You might be confusing the ETT tube with a Gastric Tube, which the king does have an access lumen designed for gtube placement; if the gtube is preloaded before you place it in the patient. Side note: they go in to different places, and serve completely different purposes, so you might need to brush up on your recollection of SGA devices...
FWIW I had to look it up because the king airway is so out of date now that I couldn’t remember..
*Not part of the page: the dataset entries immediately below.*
use std::collections::BTreeMap;
use std::sync::Arc;

use thiserror::Error;

use super::codec::DecodedLayer;
use super::textures::Texture;

#[derive(Debug, Clone, Copy, PartialEq, Eq)]
pub enum Orientation {
    Orthogonal,
    Isometric,
}

#[derive(Debug, Clone, PartialEq, Eq, Error)]
pub enum MapShapeError {
    #[error("layer {layer:?} tile count mismatch: expected {expected}, got {actual}")]
    TileCountMismatch {
        layer: String,
        expected: usize,
        actual: usize,
    },
    #[error("layer {layer:?} has {flags} flip flags for {tiles} tiles")]
    FlagCountMismatch {
        layer: String,
        tiles: usize,
        flags: usize,
    },
    #[error(
        "layer {layer:?} is {layer_width}x{layer_height} but the map is {map_width}x{map_height}"
    )]
    LayerExtentMismatch {
        layer: String,
        map_width: u32,
        map_height: u32,
        layer_width: u32,
        layer_height: u32,
    },
}

/// One tile layer, row-major from the top-left corner. `tiles` holds ids
/// with orientation bits already cleared; `flip_flags` is index-parallel.
#[derive(Debug, Clone, PartialEq)]
pub struct TileLayer {
    name: String,
    width: u32,
    height: u32,
    opacity: f32,
    tiles: Vec<u32>,
    flip_flags: Vec<u8>,
}

impl TileLayer {
    pub fn new(
        name: String,
        width: u32,
        height: u32,
        opacity: f32,
        decoded: DecodedLayer,
    ) -> Result<Self, MapShapeError> {
        let expected = width as usize * height as usize;
        let actual = decoded.tiles.len();
        if expected != actual {
            return Err(MapShapeError::TileCountMismatch {
                layer: name,
                expected,
                actual,
            });
        }
        if decoded.flip_flags.len() != actual {
            return Err(MapShapeError::FlagCountMismatch {
                layer: name,
                tiles: actual,
                flags: decoded.flip_flags.len(),
            });
        }
        Ok(Self {
            name,
            width,
            height,
            opacity,
            tiles: decoded.tiles,
            flip_flags: decoded.flip_flags,
        })
    }

    pub fn name(&self) -> &str {
        &self.name
    }

    pub fn width(&self) -> u32 {
        self.width
    }

    pub fn height(&self) -> u32 {
        self.height
    }

    pub fn opacity(&self) -> f32 {
        self.opacity
    }

    pub fn tiles(&self) -> &[u32] {
        &self.tiles
    }

    pub fn flip_flags(&self) -> &[u8] {
        &self.flip_flags
    }

    pub fn index_of(&self, x: u32, y: u32) -> Option<usize> {
        if x >= self.width || y >= self.height {
            return None;
        }
        Some(y as usize * self.width as usize + x as usize)
    }

    pub fn tile_at(&self, x: u32, y: u32) -> Option<u32> {
        self.index_of(x, y)
            .and_then(|index| self.tiles.get(index).copied())
    }

    pub fn flip_at(&self, x: u32, y: u32) -> Option<u8> {
        self.index_of(x, y)
            .and_then(|index| self.flip_flags.get(index).copied())
    }

    /// Overwrites one cell, returning false without touching the arrays
    /// when the coordinate is outside the layer. A replacement tile does
    /// not inherit the old cell's orientation.
    pub fn set_tile(&mut self, x: u32, y: u32, tile_id: u32) -> bool {
        match self.index_of(x, y) {
            Some(index) => {
                self.tiles[index] = tile_id;
                self.flip_flags[index] = 0;
                true
            }
            None => false,
        }
    }
}

#[derive(Debug, Clone)]
pub struct Tileset {
    pub first_tile_id: u32,
    pub name: String,
    pub tile_width: u32,
    pub tile_height: u32,
    pub margin: u32,
    pub spacing: u32,
    pub image_source: Option<String>,
    /// Dimensions declared on the `<image>` element, 0 when absent.
    pub image_width: u32,
    pub image_height: u32,
    pub texture: Option<Arc<Texture>>,
    /// Properties keyed by tileset-local id. A `<tile>` element with no
    /// properties still gets an entry with an empty map.
    pub tile_properties: BTreeMap<u32, BTreeMap<String, String>>,
}

impl Tileset {
    pub fn tile_property(&self, local_id: u32, name: &str) -> Option<&str> {
        self.tile_properties
            .get(&local_id)
            .and_then(|properties| properties.get(name))
            .map(String::as_str)
    }
}

#[derive(Debug, Clone, PartialEq)]
pub struct ObjectGroup {
    pub name: String,
    pub objects: Vec<MapObject>,
}

#[derive(Debug, Clone, PartialEq)]
pub struct MapObject {
    pub id: u32,
    pub name: String,
    pub kind: String,
    pub x: f32,
    pub y: f32,
    pub width: f32,
    pub height: f32,
    pub properties: BTreeMap<String, String>,
}

#[derive(Debug, Clone)]
pub struct TileMap {
    width: u32,
    height: u32,
    tile_width: u32,
    tile_height: u32,
    orientation: Orientation,
    tilesets: Vec<Tileset>,
    layers: Vec<TileLayer>,
    object_groups: Vec<ObjectGroup>,
    properties: BTreeMap<String, String>,
}

impl TileMap {
    #[allow(clippy::too_many_arguments)]
    pub fn new(
        width: u32,
        height: u32,
        tile_width: u32,
        tile_height: u32,
        orientation: Orientation,
        tilesets: Vec<Tileset>,
        layers: Vec<TileLayer>,
        object_groups: Vec<ObjectGroup>,
        properties: BTreeMap<String, String>,
    ) -> Result<Self, MapShapeError> {
        for layer in &layers {
            if layer.width() != width || layer.height() != height {
                return Err(MapShapeError::LayerExtentMismatch {
                    layer: layer.name().to_string(),
                    map_width: width,
                    map_height: height,
                    layer_width: layer.width(),
                    layer_height: layer.height(),
                });
            }
        }
        Ok(Self {
            width,
            height,
            tile_width,
            tile_height,
            orientation,
            tilesets,
            layers,
            object_groups,
            properties,
        })
    }

    pub fn width(&self) -> u32 {
        self.width
    }

    pub fn height(&self) -> u32 {
        self.height
    }

    pub fn tile_width(&self) -> u32 {
        self.tile_width
    }

    pub fn tile_height(&self) -> u32 {
        self.tile_height
    }

    pub fn orientation(&self) -> Orientation {
        self.orientation
    }

    pub fn tilesets(&self) -> &[Tileset] {
        &self.tilesets
    }

    pub(crate) fn tilesets_mut(&mut self) -> &mut [Tileset] {
        &mut self.tilesets
    }

    pub fn layers(&self) -> &[TileLayer] {
        &self.layers
    }

    pub fn layer(&self, name: &str) -> Option<&TileLayer> {
        self.layers.iter().find(|layer| layer.name() == name)
    }

    pub fn layer_mut(&mut self, name: &str) -> Option<&mut TileLayer> {
        self.layers.iter_mut().find(|layer| layer.name() == name)
    }

    pub fn object_groups(&self) -> &[ObjectGroup] {
        &self.object_groups
    }

    pub fn properties(&self) -> &BTreeMap<String, String> {
        &self.properties
    }

    pub fn tile_at(&self, layer_name: &str, x: u32, y: u32) -> Option<u32> {
        self.layer(layer_name)?.tile_at(x, y)
    }
}

#[cfg(test)]
mod tests {
    use super::*;

    fn filled_layer(name: &str, width: u32, height: u32) -> TileLayer {
        let count = (width * height) as usize;
        TileLayer::new(
            name.to_string(),
            width,
            height,
            1.0,
            DecodedLayer {
                tiles: vec![1; count],
                flip_flags: vec![0; count],
            },
        )
        .unwrap()
    }

    #[test]
    fn layer_rejects_wrong_tile_count() {
        let err = TileLayer::new(
            "ground".to_string(),
            3,
            2,
            1.0,
            DecodedLayer {
                tiles: vec![0; 5],
                flip_flags: vec![0; 5],
            },
        )
        .unwrap_err();
        assert_eq!(
            err,
            MapShapeError::TileCountMismatch {
                layer: "ground".to_string(),
                expected: 6,
                actual: 5,
            }
        );
    }

    #[test]
    fn layer_reads_row_major_from_top_left() {
        let layer = TileLayer::new(
            "ground".to_string(),
            2,
            2,
            1.0,
            DecodedLayer {
                tiles: vec![10, 11, 12, 13],
                flip_flags: vec![0; 4],
            },
        )
        .unwrap();
        assert_eq!(layer.tile_at(1, 0), Some(11));
        assert_eq!(layer.tile_at(0, 1), Some(12));
        assert_eq!(layer.tile_at(2, 0), None);
    }

    #[test]
    fn set_tile_out_of_bounds_leaves_tiles_untouched() {
        let mut layer = filled_layer("ground", 2, 2);
        let before = layer.tiles().to_vec();
        assert!(!layer.set_tile(2, 0, 99));
        assert!(!layer.set_tile(0, 2, 99));
        assert_eq!(layer.tiles(), before.as_slice());
    }

    #[test]
    fn set_tile_clears_the_cell_flip_flags() {
        let mut layer = TileLayer::new(
            "ground".to_string(),
            1,
            1,
            1.0,
            DecodedLayer {
                tiles: vec![4],
                flip_flags: vec![super::super::codec::FLIP_DIAGONAL],
            },
        )
        .unwrap();
        assert!(layer.set_tile(0, 0, 9));
        assert_eq!(layer.tile_at(0, 0), Some(9));
        assert_eq!(layer.flip_at(0, 0), Some(0));
    }

    #[test]
    fn map_rejects_layer_extent_mismatch() {
        let err = TileMap::new(
            3,
            3,
            16,
            16,
            Orientation::Orthogonal,
            Vec::new(),
            vec![filled_layer("ground", 2, 2)],
            Vec::new(),
            BTreeMap::new(),
        )
        .unwrap_err();
        assert!(matches!(err, MapShapeError::LayerExtentMismatch { .. }));
    }
}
King isn’t designed to intubate through..
serious question: since when is the king out of date? I know combitubes and LMAs aren't very common prehospitally (although I think LMAs are very common in ORs), but both King and iGel were the primary SGA in my region.
 
You might be confusing the ETT tube with a Gastric Tube, which the king does have an access lumen designed for gtube placement; if the gtube is preloaded before you place it in the patient. Side note: they go in to different places, and serve completely different purposes, so you might need to brush up on your recollection of SGA devices...

serious question: since when is the king out of date? I know combitubes and LMAs aren't very common prehospitally (although I think LMAs are very common in ORs), but both King and iGel were the primary SGA in my region.
Data showed frequent over inflation of the large balloon which was causing airway damage and carotid circulation issues. i-gel was coming out at the same time which didn't have those issues.

King airway faded away
 
You might be confusing the ETT tube with a Gastric Tube, which the king does have an access lumen designed for gtube placement; if the gtube is preloaded before you place it in the patient. Side note: they go in to different places, and serve completely different purposes, so you might need to brush up on your recollection of SGA devices...

serious question: since when is the king out of date? I know combitubes and LMAs aren't very common prehospitally (although I think LMAs are very common in ORs), but both King and iGel were the primary SGA in my region.
You don’t have to preload the king with a gastric tube. You can place the OG after the King is inserted.

The King also advertises that you can place a bougie down the main BVM port and it should be directed towards the glottic opening at which time you could essentially do a tube exchange via bougie.

The Kings have fallen out of favor in the past couple of years due to overpressure in the balloon causing restricted carotid arteries and jugular vein drainage. There are several other popular options out now with the iGel being one of the main ones, that also has its own issues.